È difficile spiegare chi è stato e cosa ha rappresentato Mika Myllylä a chi non conosce approfonditamente lo sci di fondo. L’aficionado sa perfettamente di chi stiamo parlando, ma per farlo capire al lettore occasionale si può affermare che Mika Myllylä sia stato in Finlandia ciò che Marco Pantani è stato in Italia.

Perché questo impegnativo paragone? Perché divenne un personaggio popolarissimo grazie alle sue imprese sportive, partendo da una disciplina seguita dal pubblico ma subordinata ad altre, guadagnando una visibilità mediatica che quasi tutti gli atleti provenienti dallo stesso sport non hanno mai conseguito. Inoltre, le tempistiche coincidono, grossomodo, con quelle della parabola del Pirata, la cui ascesa e caduta sono altresì affini a quelle del nordico.

Nel caso di Myllylä si parla di uno dei fondisti di maggior successo di fine anni ’90, con 6 medaglie olimpiche e 9 mondiali raccolte tra il 1994 e il 1999. Di esse, 5 sono d’oro. Era diventato un personaggio nazional-popolare, la cui popolarità collideva però con la sua indole solitaria e introversa. Una star mediatica suo malgrado. Poi, a Mondiali di Lahti 2001, venne travolto dallo scandalo che colpì tutta la nazionale finlandese. Doping ematico.

In un’epoca in cui non esistevano santi, i finnici si ritrovarono a fare la figura dei diavoli. La carriera, l’immagine e la vita stessa di Myllylä vennero rovinate da quegli accadimenti. Per lui cominciò una spirale di difficoltà personali, sfociata nella prematura scomparsa, avvenuta a 41 anni, durante l’estate del 2011.

La morte dell’ex fondista venne subito ammantata dal mistero. Gli inquirenti chiusero rapidamente il caso, senza mai comunicare ufficialmente la causa del decesso. Cominciarono a circolare le ipotesi più svariate. Si parlò di un non meglio specificato “incidente domestico”; c’è chi sussurrò di suicidio, altri addirittura di omicidio. Nessuna certezza, però. Si disse di tutto, anche relativamente all’ambiente casalingo in cui vennero ritrovate le spoglie di Mika. Solo voci, però. Leggende.

A più di 14 anni di distanza, la pubblicazione di un libro sulla vita di Myllylä circostanzia, per la prima volta in maniera concreta, gli ultimi momenti di vita dell’atleta. In questo testo – redatto dal giornalista Mika Wickström – si sostiene che sia stato ritrovato seduto sul divano, senza segni di violenze. L’autopsia avrebbe determinato un infarto. Un arresto cardiaco causato, però, da un mix di farmaci e alcool.

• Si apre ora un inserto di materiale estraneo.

//! Integration tests for `SqliteStore` against an in-memory database.

use chrono::{Duration, NaiveDate, Utc};
use parish_core::{
  link::{LinkStatus, NewLink},
  parishioner::{MaritalStatus, MembershipStatus, NewParishioner},
  review::ApprovalRequest,
  store::ParishStore,
  submission::{
    ChildEntry, NewSubmission, SubmissionData, SubmissionEdits, SubmissionField,
    SubmissionStatus, SubmissionType,
  },
};

use crate::{Error, SqliteStore};

const PRIEST: &str = "priest@example.org";

async fn store() -> SqliteStore {
  SqliteStore::open_in_memory()
    .await
    .expect("in-memory store")
}

fn new_link() -> NewLink {
  NewLink {
    created_by: PRIEST.into(),
    description: Some("Sunday bulletin".into()),
    ..NewLink::default()
  }
}

fn data(first: &str, last: &str) -> SubmissionData {
  SubmissionData {
    first_name: first.into(),
    last_name: last.into(),
    ..SubmissionData::default()
  }
}

fn new_submission(first: &str, last: &str) -> NewSubmission {
  NewSubmission {
    submission_type: SubmissionType::New,
    data:            data(first, last),
  }
}

async fn submit(s: &SqliteStore, first: &str, last: &str) -> i64 {
  let link = s.create_link(new_link()).await.unwrap();
  s.create_submission(link.id, new_submission(first, last))
    .await
    .unwrap()
    .id
}

async fn approve(
  s: &SqliteStore,
  id: i64,
  request: ApprovalRequest,
) -> Result<parish_core::review::Approval, Error> {
  s.approve_submission(id, PRIEST.into(), SubmissionEdits::default(), request)
    .await
}

// ─── Links ───────────────────────────────────────────────────────────────────

#[tokio::test]
async fn create_and_find_link_by_token() {
  let s = store().await;
  let link = s.create_link(new_link()).await.unwrap();
  assert!(link.id > 0);
  assert!(link.is_active);

  let found = s.link_by_token(&link.token).await.unwrap().unwrap();
  assert_eq!(found, link);
  assert!(s.link_by_token("no-such-token").await.unwrap().is_none());
}

#[tokio::test]
async fn access_counter_increments() {
  let s = store().await;
  let link = s.create_link(new_link()).await.unwrap();
  s.record_link_access(link.id).await.unwrap();
  let after = s.record_link_access(link.id).await.unwrap();
  assert_eq!(after.access_count, 2);
}

#[tokio::test]
async fn deactivate_is_idempotent_and_hides_from_active() {
  let s = store().await;
  let link = s.create_link(new_link()).await.unwrap();
  let once = s.deactivate_link(link.id).await.unwrap();
  let twice = s.deactivate_link(link.id).await.unwrap();
  assert_eq!(once, twice);
  assert!(!twice.is_active);
  assert!(s.active_links().await.unwrap().is_empty());
}

#[tokio::test]
async fn links_by_creator_newest_first() {
  let s = store().await;
  let first = s.create_link(new_link()).await.unwrap();
  let second = s.create_link(new_link()).await.unwrap();
  s.create_link(NewLink {
    created_by: "secretary@example.org".into(),
    ..NewLink::default()
  })
  .await
  .unwrap();

  let mine = s.links_by_creator(PRIEST).await.unwrap();
  let ids: Vec<_> = mine.iter().map(|l| l.id).collect();
  assert_eq!(ids, vec![second.id, first.id]);
}

#[tokio::test]
async fn single_use_link_rejects_second_submission() {
  let s = store().await;
  let link = s
    .create_link(NewLink {
      max_submissions: Some(1),
      ..new_link()
    })
    .await
    .unwrap();

  s.create_submission(link.id, new_submission("Anna", "Pappas"))
    .await
    .unwrap();
  let after = s.link(link.id).await.unwrap().unwrap();
  assert_eq!(after.submission_count, 1);
  assert_eq!(after.status(Utc::now()), LinkStatus::AtLimit);

  let err = s
    .create_submission(link.id, new_submission("Anna", "Pappas"))
    .await
    .unwrap_err();
  assert!(matches!(
    err,
    Error::Core(parish_core::Error::LinkUnavailable(LinkStatus::AtLimit))
  ));
  assert_eq!(s.submissions_for_link(link.id).await.unwrap().len(), 1);
}

#[tokio::test]
async fn expired_link_refuses_submissions() {
  let s = store().await;
  let link = s
    .create_link(NewLink {
      expires_at: Some(Utc::now() - Duration::hours(1)),
      ..new_link()
    })
    .await
    .unwrap();
  let err = s
    .create_submission(link.id, new_submission("Anna", "Pappas"))
    .await
    .unwrap_err();
  assert!(matches!(
    err,
    Error::Core(parish_core::Error::LinkUnavailable(LinkStatus::Expired))
  ));
}

// ─── Submissions ─────────────────────────────────────────────────────────────

#[tokio::test]
async fn submission_data_survives_storage() {
  let s = store().await;
  let link = s.create_link(new_link()).await.unwrap();
  let mut d = data("Anna", "Pappas");
  d.is_orthodox = true;
  d.baptism_date = NaiveDate::from_ymd_opt(1990, 5, 1);
  d.set_children(&[ChildEntry {
    name:     Some("Eleni".into()),
    birthday: None,
  }])
  .unwrap();

  let created = s
    .create_submission(link.id, NewSubmission {
      submission_type: SubmissionType::New,
      data:            d.clone(),
    })
    .await
    .unwrap();
  let fetched = s.submission(created.id).await.unwrap().unwrap();
  assert_eq!(fetched.data, d);
  assert_eq!(fetched.status, SubmissionStatus::Pending);
  assert_eq!(fetched.data.children().len(), 1);
  assert_eq!(s.pending_count().await.unwrap(), 1);
}

#[tokio::test]
async fn queue_is_newest_first() {
  let s = store().await;
  let a = submit(&s, "Anna", "Pappas").await;
  let b = submit(&s, "Nick", "Pappas").await;
  let pending = s
    .submissions_by_status(SubmissionStatus::Pending)
    .await
    .unwrap();
  let ids: Vec<_> = pending.iter().map(|p| p.id).collect();
  assert_eq!(ids, vec![b, a]);
}

// ─── Approval ────────────────────────────────────────────────────────────────

#[tokio::test]
async fn approve_new_then_history() {
  let s = store().await;
  let id = submit(&s, "Anna", "Pappas").await;
  let approval = approve(&s, id, ApprovalRequest::default()).await.unwrap();
  assert_eq!(approval.parishioner.full_name(), "Anna Pappas");
  assert_eq!(approval.submission.status, SubmissionStatus::Approved);

  let approved = s
    .submissions_by_status(SubmissionStatus::Approved)
    .await
    .unwrap();
  assert_eq!(approved.len(), 1);
  assert_eq!(
    approved[0].target_parishioner_id,
    Some(approval.parishioner.id)
  );
  assert_eq!(s.pending_count().await.unwrap(), 0);
}

#[tokio::test]
async fn concurrent_double_approval_creates_one_parishioner() {
  let s = store().await;
  let id = submit(&s, "Anna", "Pappas").await;

  let (first, second) = tokio::join!(
    approve(&s, id, ApprovalRequest::default()),
    approve(&s, id, ApprovalRequest::default()),
  );
  let outcomes = [first, second];
  let ok = outcomes.iter().filter(|r| r.is_ok()).count();
  let conflicts = outcomes
    .iter()
    .filter(|r| {
      matches!(r, Err(Error::Core(parish_core::Error::AlreadyProcessed { .. })))
    })
    .count();
  assert_eq!((ok, conflicts), (1, 1));
  assert_eq!(s.list_parishioners().await.unwrap().len(), 1);
}

#[tokio::test]
async fn spouse_conflict_rolls_back_everything() {
  let s = store().await;
  let george = s
    .add_parishioner(NewParishioner::named("George", "Pappas"))
    .await
    .unwrap();
  let helen = s
    .add_parishioner(NewParishioner::named("Helen", "Pappas"))
    .await
    .unwrap();
  s.marry(george.id, helen.id).await.unwrap();

  let link = s.create_link(new_link()).await.unwrap();
  let mut d = data("Anna", "Smith");
  d.address = Some("1 Main St".into());
  let id = s
    .create_submission(link.id, NewSubmission {
      submission_type: SubmissionType::New,
      data:            d,
    })
    .await
    .unwrap()
    .id;

  let err = approve(&s, id, ApprovalRequest {
    selected_spouse_id: Some(george.id),
    ..ApprovalRequest::default()
  })
  .await
  .unwrap_err();
  assert_eq!(
    err.to_string(),
    "Selected spouse (George Pappas) is already married to Helen Pappas"
  );
  assert_eq!(s.list_parishioners().await.unwrap().len(), 2);
  assert!(s.list_households().await.unwrap().is_empty());
  let stored = s.submission(id).await.unwrap().unwrap();
  assert_eq!(stored.status, SubmissionStatus::Pending);
}

#[tokio::test]
async fn failed_approval_discards_reviewer_edits() {
  let s = store().await;
  let id = submit(&s, "Anna", "Pappas").await;
  let edits = SubmissionEdits {
    first_name: Some("Ann".into()),
    birthday: NaiveDate::from_ymd_opt(2999, 1, 1),
    ..SubmissionEdits::default()
  };
  let err = s
    .approve_submission(id, PRIEST.into(), edits, ApprovalRequest::default())
    .await
    .unwrap_err();
  assert_eq!(err.to_string(), "Birthday cannot be in the future");
  let stored = s.submission(id).await.unwrap().unwrap();
  assert_eq!(stored.data.first_name, "Anna");
}

#[tokio::test]
async fn cross_referenced_couple() {
  let s = store().await;
  let first = submit(&s, "Anna", "Pappas").await;
  let second = submit(&s, "Nick", "Pappas").await;

  let a = approve(&s, first, ApprovalRequest {
    pending_spouse_submission_id: Some(second),
    ..ApprovalRequest::default()
  })
  .await
  .unwrap();
  assert_eq!(a.parishioner.spouse_id, None);

  let b = approve(&s, second, ApprovalRequest {
    pending_spouse_submission_id: Some(first),
    ..ApprovalRequest::default()
  })
  .await
  .unwrap();

  let anna = s.parishioner(a.parishioner.id).await.unwrap().unwrap();
  let nick = s.parishioner(b.parishioner.id).await.unwrap().unwrap();
  assert_eq!(anna.spouse_id, Some(nick.id));
  assert_eq!(nick.spouse_id, Some(anna.id));
  assert_eq!(anna.marital_status, Some(MaritalStatus::Married));
}

#[tokio::test]
async fn godparents_are_derived_on_read() {
  let s = store().await;
  let sponsor = s
    .add_parishioner(NewParishioner::named("Kosta", "Demos"))
    .await
    .unwrap();
  let id = submit(&s, "Anna", "Pappas").await;
  let approval = approve(&s, id, ApprovalRequest {
    selected_godfather_id: Some(sponsor.id),
    selected_sponsor_id: Some(sponsor.id),
    ..ApprovalRequest::default()
  })
  .await
  .unwrap();
  assert_eq!(approval.parishioner.godfather_id, Some(sponsor.id));
  assert_eq!(approval.parishioner.wedding_sponsor_id, Some(sponsor.id));

  let sponsor = s.parishioner(sponsor.id).await.unwrap().unwrap();
  assert_eq!(sponsor.godchildren_as_godfather, vec![approval.parishioner.id]);
}

#[tokio::test]
async fn update_writes_only_allowed_fields_and_creates_household() {
  let s = store().await;
  let target = s
    .add_parishioner(NewParishioner::named("Ana", "Papas"))
    .await
    .unwrap();
  let link = s.create_link(new_link()).await.unwrap();
  let mut d = data("Anna", "Pappas");
  d.city = Some("Boston".into());
  d.phone_number = Some("555-0100".into());
  let id = s
    .create_submission(link.id, NewSubmission {
      submission_type: SubmissionType::Update,
      data:            d,
    })
    .await
    .unwrap()
    .id;

  s.assign_target(id, target.id).await.unwrap();
  let approval = approve(&s, id, ApprovalRequest {
    fields_to_update: vec![SubmissionField::City, SubmissionField::PhoneNumber],
    ..ApprovalRequest::default()
  })
  .await
  .unwrap();

  let p = approval.parishioner;
  assert_eq!(p.id, target.id);
  assert_eq!(p.first_name, "Ana");
  assert_eq!(p.phone_number.as_deref(), Some("555-0100"));
  let households = s.list_households().await.unwrap();
  assert_eq!(households.len(), 1);
  assert_eq!(p.household_id, Some(households[0].id));
  assert_eq!(households[0].city.as_deref(), Some("Boston"));
}

#[tokio::test]
async fn reject_is_terminal() {
  let s = store().await;
  let id = submit(&s, "Anna", "Pappas").await;
  let rejected = s
    .reject_submission(id, PRIEST.into(), Some("spam".into()))
    .await
    .unwrap();
  assert_eq!(rejected.status, SubmissionStatus::Rejected);
  assert_eq!(rejected.review_notes.as_deref(), Some("spam"));

  assert!(approve(&s, id, ApprovalRequest::default()).await.is_err());
  assert!(s.list_parishioners().await.unwrap().is_empty());
}

// ─── Direct edits ────────────────────────────────────────────────────────────

#[tokio::test]
async fn remarriage_severs_previous_spouses() {
  let s = store().await;
  let mut ids = Vec::new();
  for name in ["A", "B", "C", "D"] {
    ids.push(
      s.add_parishioner(NewParishioner::named(name, "Test"))
        .await
        .unwrap()
        .id,
    );
  }
  let (a, b, c, d) = (ids[0], ids[1], ids[2], ids[3]);
  s.marry(a, c).await.unwrap();
  s.marry(b, d).await.unwrap();
  s.marry(a, b).await.unwrap();

  for (id, spouse) in [(a, Some(b)), (b, Some(a)), (c, None), (d, None)] {
    let p = s.parishioner(id).await.unwrap().unwrap();
    assert_eq!(p.spouse_id, spouse, "parishioner {id}");
  }
}

#[tokio::test]
async fn departure_widows_spouse() {
  let s = store().await;
  let a = s
    .add_parishioner(NewParishioner::named("George", "Pappas"))
    .await
    .unwrap();
  let b = s
    .add_parishioner(NewParishioner::named("Helen", "Pappas"))
    .await
    .unwrap();
  s.marry(a.id, b.id).await.unwrap();

  let on = NaiveDate::from_ymd_opt(2024, 3, 1).unwrap();
  let departed = s.mark_departed(a.id, on).await.unwrap();
  assert_eq!(departed.status, Some(MembershipStatus::Departed));
  assert_eq!(departed.death_date, Some(on));

  let widow = s.parishioner(b.id).await.unwrap().unwrap();
  assert_eq!(widow.spouse_id, None);
  assert_eq!(widow.marital_status, Some(MaritalStatus::Widowed));
}

#[tokio::test]
async fn divorce_clears_both_sides() {
  let s = store().await;
  let a = s
    .add_parishioner(NewParishioner::named("George", "Pappas"))
    .await
    .unwrap();
  let b = s
    .add_parishioner(NewParishioner::named("Helen", "Pappas"))
    .await
    .unwrap();
  s.marry(a.id, b.id).await.unwrap();
  let (x, y) = s.divorce(a.id).await.unwrap();
  assert_eq!((x.spouse_id, y.spouse_id), (None, None));
  assert_eq!(y.marital_status, Some(MaritalStatus::Divorced));
}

La sorella Pia rivela come al campione olimpico della 30 km di Nagano 1998 fossero stati prescritti degli psicofarmaci, che però non avevano fatto altro che peggiorare la sua situazione, tanto da portarlo alla paranoia. Temeva per la sua vita – e in un certo senso aveva ragione – senza tuttavia specificare neppure alla familiare se le minacce fossero concrete, oppure se i demoni fossero nella sua testa. Aveva cominciato a coricarsi tenendo un’ascia sotto al cuscino. Solo paranoia, oppure aveva qualcosa da temere da qualcuno?

Nel libro pubblicato oggi in Finlandia si rivela la causa materiale del decesso di Myllylä, ma in verità non se ne spiegano le ragioni (sempre che possa essere fatto). Perché Mika ingerì quel mix di droga e alcool? Noncuranza? Volontà di porre fine alle proprie sofferenze? La verità, verosimilmente, non la scopriremo mai. Se ne è andata con lui all’inizio di luglio del 2011. Di sicuro c’è solo che la vicenda umana di Myllylä resta triste e tragica, come quella di Marco Pantani alle nostre latitudini.